So while there may be those who will seek to move outside of London or hold off, equally there will be those who will jump at the opportunity to buy in London, particularly international buyers. In this video I’m going to explore why this is a great time for international buyers; make sure to stay till the end to hear which particular international buyers are likely to benefit the most right now. Why is this important? For context, international buyers represent approximately 55% of house purchases in prime central London in 2019.
Forecast of Doom of Gloom May not be Warranted
First let’s give a bit of historical context that may be helpful. Back during the 2008/2009 financial crisis many were saying that the London property market would collapse, yet within months it had rebounded and surpassed previous highs. Over the last ten years UK average house prices have risen 38% but in Greater London that figure is around 73%, and that’s with the cloud of Brexit uncertainty for 3 of those years.
Supply and Demand
The fundamentals of any industry is supply & demand. London has a chronic housing shortage that it is not meeting. The government’s own plan indicates that 65,000 new units per year are needed to meet demand, yet London has consistently under delivered with only 40,000 new units being delivered in 2019. This means that owning a property in London will likely to continue to appreciate as the overall demand for housing is still high.

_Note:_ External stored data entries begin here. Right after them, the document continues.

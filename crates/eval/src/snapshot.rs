//! Read-only snapshot of the entity under transition.
//!
//! A snapshot is a JSON document addressed by dotted paths. Nested
//! documents (`{"track": {"notes": ".."}}`) and flat ones
//! (`{"track.notes": ".."}`) resolve the same path.

use serde_json::{Map, Value};

/// Field values available to rule evaluation. Supplied fresh by the
/// caller for each evaluation; never mutated by the engine.
#[derive(Debug, Clone, PartialEq)]
pub struct Snapshot(Value);

impl Default for Snapshot {
    fn default() -> Self {
        Self::empty()
    }
}

impl Snapshot {
    pub fn new(value: Value) -> Self {
        Snapshot(value)
    }

    pub fn empty() -> Self {
        Snapshot(Value::Object(Map::new()))
    }

    /// Compose a snapshot from named entity documents, e.g. the track
    /// being moved and its parent deal:
    ///
    /// ```
    /// use phasegate_eval::Snapshot;
    /// use serde_json::json;
    ///
    /// let snap = Snapshot::compose([
    ///     ("track", json!({ "notes": "Budget confirmed" })),
    ///     ("deal", json!({ "volume": 1200000 })),
    /// ]);
    /// assert_eq!(snap.resolve("deal.volume"), Some(&json!(1200000)));
    /// ```
    pub fn compose<I, K>(entities: I) -> Self
    where
        I: IntoIterator<Item = (K, Value)>,
        K: Into<String>,
    {
        let root: Map<String, Value> = entities
            .into_iter()
            .map(|(name, doc)| (name.into(), doc))
            .collect();
        Snapshot(Value::Object(root))
    }

    /// Resolve a dotted path. Returns `None` when any segment is missing.
    ///
    /// A top-level key equal to the whole path wins over nested lookup.
    /// Numeric segments index into arrays.
    pub fn resolve(&self, path: &str) -> Option<&Value> {
        if let Some(v) = self.0.as_object().and_then(|root| root.get(path)) {
            return Some(v);
        }
        path.split('.').try_fold(&self.0, |current, segment| match current {
            Value::Object(map) => map.get(segment),
            Value::Array(items) => segment.parse::<usize>().ok().and_then(|i| items.get(i)),
            _ => None,
        })
    }

    pub fn as_json(&self) -> &Value {
        &self.0
    }
}

impl From<Value> for Snapshot {
    fn from(value: Value) -> Self {
        Snapshot(value)
    }
}
use tracing_subscriber::{fmt, layer::SubscriberExt, util::SubscriberInitExt, EnvFilter};

/// Environment variable holding an `EnvFilter` directive for the CLI.
pub(crate) const LOG_ENV: &str = "PHASEGATE_LOG";

/// Install the global subscriber. Logs go to stderr so JSON output on
/// stdout stays parseable.
pub(crate) fn init(verbose: bool) {
    let default = if verbose { "debug" } else { "warn" };
    let filter = EnvFilter::try_from_env(LOG_ENV).unwrap_or_else(|_| EnvFilter::new(default));

    tracing_subscriber::registry()
        .with(filter)
        .with(fmt::layer().without_time().with_writer(std::io::stderr))
        .init();
}
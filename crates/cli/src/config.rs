//! `phasegate.toml` configuration: the field registry and gate defaults.
//!
//! # Example
//!
//! ```toml
//! [gate]
//! default_message = "Requirements not met to advance to this stage"
//!
//! [[fields]]
//! path = "track.notes"
//! type = "text"
//! label = "Track notes"
//!
//! [[fields]]
//! path = "deal.volume"
//! type = "number"
//! label = "Master deal volume"
//! ```
//!
//! Fields are declared as an array of tables so that their order (the
//! order of rule editor pickers) is preserved. A config without any
//! `[[fields]]` entry uses the built-in registry.

use std::path::Path;

use phasegate_eval::{FieldRegistry, TransitionGate};
use phasegate_interchange::FieldRecord;
use serde::Deserialize;

/// Config file looked up in the working directory when `--config` is absent.
pub(crate) const DEFAULT_CONFIG_FILE: &str = "phasegate.toml";

/// Top-level configuration file.
#[derive(Debug, Clone, Default, Deserialize)]
pub(crate) struct ConfigFile {
    #[serde(default)]
    pub gate: GateSettings,
    #[serde(default)]
    pub fields: Vec<FieldEntry>,
}

/// `[gate]` section.
#[derive(Debug, Clone, Default, Deserialize)]
pub(crate) struct GateSettings {
    /// Message shown when a blocking rule carries a blank one.
    pub default_message: Option<String>,
}

/// One `[[fields]]` entry.
#[derive(Debug, Clone, Deserialize)]
pub(crate) struct FieldEntry {
    pub path: String,
    #[serde(rename = "type")]
    pub field_type: String,
    pub label: Option<String>,
}

/// Resolved configuration: the registry and gate the commands use.
#[derive(Debug, Clone)]
pub(crate) struct GateConfig {
    pub gate: TransitionGate,
}

impl GateConfig {
    /// Load from `explicit`, else from `./phasegate.toml` if present, else
    /// fall back to the built-in registry.
    pub(crate) fn resolve(explicit: Option<&Path>) -> Result<GateConfig, String> {
        match explicit {
            Some(path) => Self::load(path),
            None => {
                let path = Path::new(DEFAULT_CONFIG_FILE);
                if path.is_file() {
                    Self::load(path)
                } else {
                    Ok(GateConfig {
                        gate: TransitionGate::default(),
                    })
                }
            }
        }
    }

    fn load(path: &Path) -> Result<GateConfig, String> {
        let file = read_config_file(path)?;
        tracing::debug!(path = %path.display(), fields = file.fields.len(), "loaded config");
        Self::from_file(file).map_err(|e| format!("invalid config '{}': {}", path.display(), e))
    }

    pub(crate) fn from_file(file: ConfigFile) -> Result<GateConfig, String> {
        let registry = if file.fields.is_empty() {
            FieldRegistry::builtin()
        } else {
            let records: Vec<FieldRecord> = file
                .fields
                .into_iter()
                .map(|entry| FieldRecord {
                    label: entry.label.unwrap_or_else(|| entry.path.clone()),
                    path: entry.path,
                    field_type: entry.field_type,
                })
                .collect();
            FieldRegistry::from_records(&records).map_err(|e| e.to_string())?
        };

        let mut gate = TransitionGate::new(registry);
        if let Some(message) = file.gate.default_message {
            gate = gate.with_default_message(message);
        }
        Ok(GateConfig { gate })
    }

    pub(crate) fn registry(&self) -> &FieldRegistry {
        self.gate.registry()
    }
}

/// Read and parse a config TOML file from `path`.
pub(crate) fn read_config_file(path: &Path) -> Result<ConfigFile, String> {
    let content = std::fs::read_to_string(path)
        .map_err(|e| format!("could not read '{}': {}", path.display(), e))?;
    toml::from_str(&content).map_err(|e| format!("could not parse '{}': {}", path.display(), e))
}
//! Tools shared by every agent.

use serde_json::{json, Value};

use super::handler::{handler_fn, required_str};
use super::registry::ToolSpec;

/// Scratchpad tool: echoes the model's reasoning back so it stays in the log.
pub fn think_tool() -> ToolSpec {
    ToolSpec::new(
        "think",
        "Write down your reasoning step by step before acting. Has no side effects.",
        json!({
            "type": "object",
            "properties": {
                "thought": {"type": "string", "description": "What you are thinking or planning."}
            },
            "required": ["thought"]
        }),
        handler_fn(|args: Value| async move {
            let thought = required_str(&args, "thought")?;
            Ok(json!(format!("[Thinking] {thought}")))
        }),
    )
}
//! Run a finished SOQL answer against Salesforce and attach the records.

use serde_json::json;

use crate::agent_core::StructuredResult;
use crate::config::AppConfig;

use super::agent::QUERY_FIELD;
use super::client::{SalesforceApi, SalesforceClient};
use super::errors::SalesforceError;
use super::tools::has_limit;

/// Query `result["soql"]` and attach up to `max_rows` flattened records as `rows`.
///
/// A query without `LIMIT` gets `LIMIT max_rows` appended. An empty query is
/// left alone; a failed query is recorded in `execution_error`.
pub async fn attach_records(api: &dyn SalesforceApi, result: &mut StructuredResult, max_rows: usize) {
    let Some(soql) = result
        .get(QUERY_FIELD)
        .and_then(|q| q.as_str())
        .map(str::trim)
        .filter(|q| !q.is_empty())
        .map(String::from)
    else {
        return;
    };

    let executed = if has_limit(&soql) {
        soql
    } else {
        format!("{soql} LIMIT {max_rows}")
    };

    match api.query(&executed).await {
        Ok(mut found) => {
            found.records.truncate(max_rows);
            tracing::info!(total_size = found.total_size, returned = found.records.len(), "executed SOQL");
            result.insert("executed_soql".into(), json!(executed));
            result.insert("total_size".into(), json!(found.total_size));
            result.insert("returned".into(), json!(found.records.len()));
            result.insert("rows".into(), json!(found.records));
        }
        Err(e) => {
            tracing::warn!(error = %e, "SOQL execution failed");
            result.insert("execution_error".into(), json!(e.to_string()));
        }
    }
}

/// [`attach_records`] over a client built from the `salesforce` config section.
pub async fn execute_soql(
    config: &AppConfig,
    result: &mut StructuredResult,
    max_rows: usize,
) -> Result<(), SalesforceError> {
    let client = SalesforceClient::from_config(&config.salesforce)?;
    attach_records(&client, result, max_rows).await;
    Ok(())
}

#[cfg(test)]
mod tests {
    use serde_json::Value;

    use super::*;
    use crate::salesforce::client::testing::{rows, FakeSalesforce};

    fn answer(soql: &str) -> StructuredResult {
        let Value::Object(map) = json!({"soql": soql, "approx_row_count": 3, "notes": ""}) else {
            unreachable!()
        };
        map
    }

    #[tokio::test]
    async fn test_appends_limit_and_attaches_rows() {
        let fake = FakeSalesforce::sample().on_query(
            "FROM Opportunity",
            Ok(rows(vec![
                json!({"Id": "006A", "Name": "Acme Renewal", "Owner.Name": "Ana Ruiz"}),
                json!({"Id": "006B", "Name": "Globex Expansion", "Owner.Name": "Li Wei"}),
                json!({"Id": "006C", "Name": "Initech Pilot", "Owner.Name": "Ana Ruiz"}),
            ])),
        );
        let mut result = answer("SELECT Id, Name, Owner.Name FROM Opportunity");
        attach_records(&fake, &mut result, 2).await;

        assert_eq!(fake.queries(), vec!["SELECT Id, Name, Owner.Name FROM Opportunity LIMIT 2"]);
        assert_eq!(result["total_size"], 3);
        assert_eq!(result["returned"], 2);
        let first = &result["rows"][0];
        assert_eq!(first["Owner.Name"], "Ana Ruiz");
        assert!(first.get("attributes").is_none());
    }

    #[tokio::test]
    async fn test_existing_limit_is_kept() {
        let fake = FakeSalesforce::sample();
        let mut result = answer("SELECT Id FROM Account LIMIT 5");
        attach_records(&fake, &mut result, 50).await;
        assert_eq!(fake.queries(), vec!["SELECT Id FROM Account LIMIT 5"]);
        assert_eq!(result["returned"], 0);
    }

    #[tokio::test]
    async fn test_empty_query_is_not_executed() {
        let fake = FakeSalesforce::sample();
        let mut result = answer("  ");
        attach_records(&fake, &mut result, 50).await;
        assert!(fake.queries().is_empty());
        assert!(result.get("rows").is_none());
    }

    #[tokio::test]
    async fn test_rejected_query_keeps_answer() {
        let fake = FakeSalesforce::sample().on_query("Bogus", Err("No such column 'Bogus'".into()));
        let mut result = answer("SELECT Bogus FROM Opportunity");
        attach_records(&fake, &mut result, 50).await;
        assert!(result["execution_error"]
            .as_str()
            .unwrap()
            .contains("No such column 'Bogus'"));
        assert_eq!(result["soql"], "SELECT Bogus FROM Opportunity");
    }
}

Key Criteria Specific to London
Other key dynamics unique to London include:
Time Zone benefits – It’s on the Greenwich Meridian, so markets in Asia and the US are reachable during working hours. It is said that you can do business in London 18 out of 24 hours a day.
As an island, it has a natural defense system and borders.
It’s politically and legally stable and has been for hundreds of years. Rule of law is recognised and contracts are legally binding.
Superior education system. London has excellent public and private schools. While there are too many to name, make sure to check out my video on Top Schools in London for Expats to dig in a bit more. · Cultural appeal – London has endless cultural options. While we’ve been under lockdown, many of us are missing and really appreciating how much London has to offer in terms of incredible museums, theatre, music venue and live entertainment.
Appeal to older residents – while many say that seniors will cash out and move to quiet retirement spots; many are actually seeking to live in London. We’ve seen a trend on expanding 55+ developments in London. These residents will want to be closer to their children, perhaps still want to do business, albeit reduced hours; meet up with friends and other contacts and of course, access to culture and transport.
So are you considering buying in London? Drop me a message as to what areas you are considering. If you are thinking of buying in London, make sure to get my free London Buying Guide which outlines all the steps to finding the perfect property.
Foreign Exchange Rate
Going back to our list of factors impacting international buyers, London is heavily affected by exchange rates that are currently very favourable to many international buyers. The British pound remains weak compared to other foreign currencies, as worries over Brexit talks continue. The pound is trading at 1.1050 against the euro during the end of June which is at the low range of its trading band. Pound to USD is around $1.23 which is also at the low end of the range.
In addition, mortgage interest rates are historically low, so leveraging your investment is definitely a wise thing to do.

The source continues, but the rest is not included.